• [What to work on]:
Gather all lines in the data that hold the string "stdout".

........

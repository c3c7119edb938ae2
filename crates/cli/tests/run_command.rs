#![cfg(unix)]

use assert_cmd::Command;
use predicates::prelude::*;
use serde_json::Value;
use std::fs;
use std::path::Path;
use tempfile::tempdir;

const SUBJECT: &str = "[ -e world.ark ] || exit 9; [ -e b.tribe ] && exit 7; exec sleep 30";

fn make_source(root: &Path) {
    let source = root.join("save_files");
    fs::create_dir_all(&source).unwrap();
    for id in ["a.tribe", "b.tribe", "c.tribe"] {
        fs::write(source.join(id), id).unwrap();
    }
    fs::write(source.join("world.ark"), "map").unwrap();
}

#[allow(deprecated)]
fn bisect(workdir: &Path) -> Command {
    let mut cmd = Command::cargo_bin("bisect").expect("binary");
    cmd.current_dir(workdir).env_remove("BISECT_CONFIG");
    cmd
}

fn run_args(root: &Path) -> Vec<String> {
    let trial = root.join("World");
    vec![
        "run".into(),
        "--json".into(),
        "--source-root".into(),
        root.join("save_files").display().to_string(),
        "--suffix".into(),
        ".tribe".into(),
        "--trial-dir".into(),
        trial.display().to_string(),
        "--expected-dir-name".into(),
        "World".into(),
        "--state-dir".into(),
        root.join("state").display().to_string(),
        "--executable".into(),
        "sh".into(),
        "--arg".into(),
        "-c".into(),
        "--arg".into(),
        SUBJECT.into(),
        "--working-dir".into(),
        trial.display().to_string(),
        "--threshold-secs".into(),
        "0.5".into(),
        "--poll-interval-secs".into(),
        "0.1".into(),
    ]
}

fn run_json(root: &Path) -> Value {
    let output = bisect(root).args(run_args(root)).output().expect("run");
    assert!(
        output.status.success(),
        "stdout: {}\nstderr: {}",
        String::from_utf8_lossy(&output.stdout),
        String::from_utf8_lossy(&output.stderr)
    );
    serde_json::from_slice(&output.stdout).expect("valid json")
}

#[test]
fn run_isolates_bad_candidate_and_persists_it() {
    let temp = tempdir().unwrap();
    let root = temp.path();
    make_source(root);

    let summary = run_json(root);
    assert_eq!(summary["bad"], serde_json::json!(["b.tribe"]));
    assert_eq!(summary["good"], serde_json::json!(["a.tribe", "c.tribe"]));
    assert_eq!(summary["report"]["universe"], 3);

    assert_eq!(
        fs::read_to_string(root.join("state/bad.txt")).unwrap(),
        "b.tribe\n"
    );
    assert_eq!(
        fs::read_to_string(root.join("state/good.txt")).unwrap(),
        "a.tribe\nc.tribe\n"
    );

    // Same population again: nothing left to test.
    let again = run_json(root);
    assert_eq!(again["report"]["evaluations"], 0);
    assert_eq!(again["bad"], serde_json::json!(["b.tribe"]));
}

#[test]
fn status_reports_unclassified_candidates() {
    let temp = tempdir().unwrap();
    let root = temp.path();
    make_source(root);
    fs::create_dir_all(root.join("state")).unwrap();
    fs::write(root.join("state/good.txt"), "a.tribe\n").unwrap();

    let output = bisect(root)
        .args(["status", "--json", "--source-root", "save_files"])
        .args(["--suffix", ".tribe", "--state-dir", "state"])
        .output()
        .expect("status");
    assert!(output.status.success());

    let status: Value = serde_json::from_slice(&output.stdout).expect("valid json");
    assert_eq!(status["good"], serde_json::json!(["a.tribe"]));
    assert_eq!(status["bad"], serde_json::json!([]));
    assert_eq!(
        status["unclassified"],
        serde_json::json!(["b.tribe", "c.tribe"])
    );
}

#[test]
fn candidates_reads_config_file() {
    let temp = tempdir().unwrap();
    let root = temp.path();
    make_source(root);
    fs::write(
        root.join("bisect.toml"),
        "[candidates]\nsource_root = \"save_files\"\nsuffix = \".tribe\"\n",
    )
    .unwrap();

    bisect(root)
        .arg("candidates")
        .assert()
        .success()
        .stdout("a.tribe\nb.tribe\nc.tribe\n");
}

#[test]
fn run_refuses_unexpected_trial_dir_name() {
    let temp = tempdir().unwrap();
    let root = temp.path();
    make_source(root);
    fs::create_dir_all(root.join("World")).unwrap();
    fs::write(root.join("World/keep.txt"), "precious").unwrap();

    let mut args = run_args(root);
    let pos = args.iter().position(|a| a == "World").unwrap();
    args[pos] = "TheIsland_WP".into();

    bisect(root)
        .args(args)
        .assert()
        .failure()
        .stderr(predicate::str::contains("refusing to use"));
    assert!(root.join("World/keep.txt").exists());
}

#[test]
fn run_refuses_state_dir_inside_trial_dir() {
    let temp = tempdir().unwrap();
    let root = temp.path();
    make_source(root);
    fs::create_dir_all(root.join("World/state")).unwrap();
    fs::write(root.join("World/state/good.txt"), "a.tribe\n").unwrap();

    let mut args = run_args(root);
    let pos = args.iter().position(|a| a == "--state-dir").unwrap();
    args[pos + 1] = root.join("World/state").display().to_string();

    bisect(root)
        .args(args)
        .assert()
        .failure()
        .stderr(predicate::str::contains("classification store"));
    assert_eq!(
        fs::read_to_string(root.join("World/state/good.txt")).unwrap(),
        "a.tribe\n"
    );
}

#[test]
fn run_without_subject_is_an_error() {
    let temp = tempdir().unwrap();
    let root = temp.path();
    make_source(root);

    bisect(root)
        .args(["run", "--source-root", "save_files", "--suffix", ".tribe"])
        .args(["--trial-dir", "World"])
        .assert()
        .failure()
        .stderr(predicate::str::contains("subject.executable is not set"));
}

........

• [Exercise output]:
        "stdout: {}\nstderr: {}",
        String::from_utf8_lossy(&output.stdout),
    serde_json::from_slice(&output.stdout).expect("valid json")
    let status: Value = serde_json::from_slice(&output.stdout).expect("valid json");
        .stdout("a.tribe\nb.tribe\nc.tribe\n");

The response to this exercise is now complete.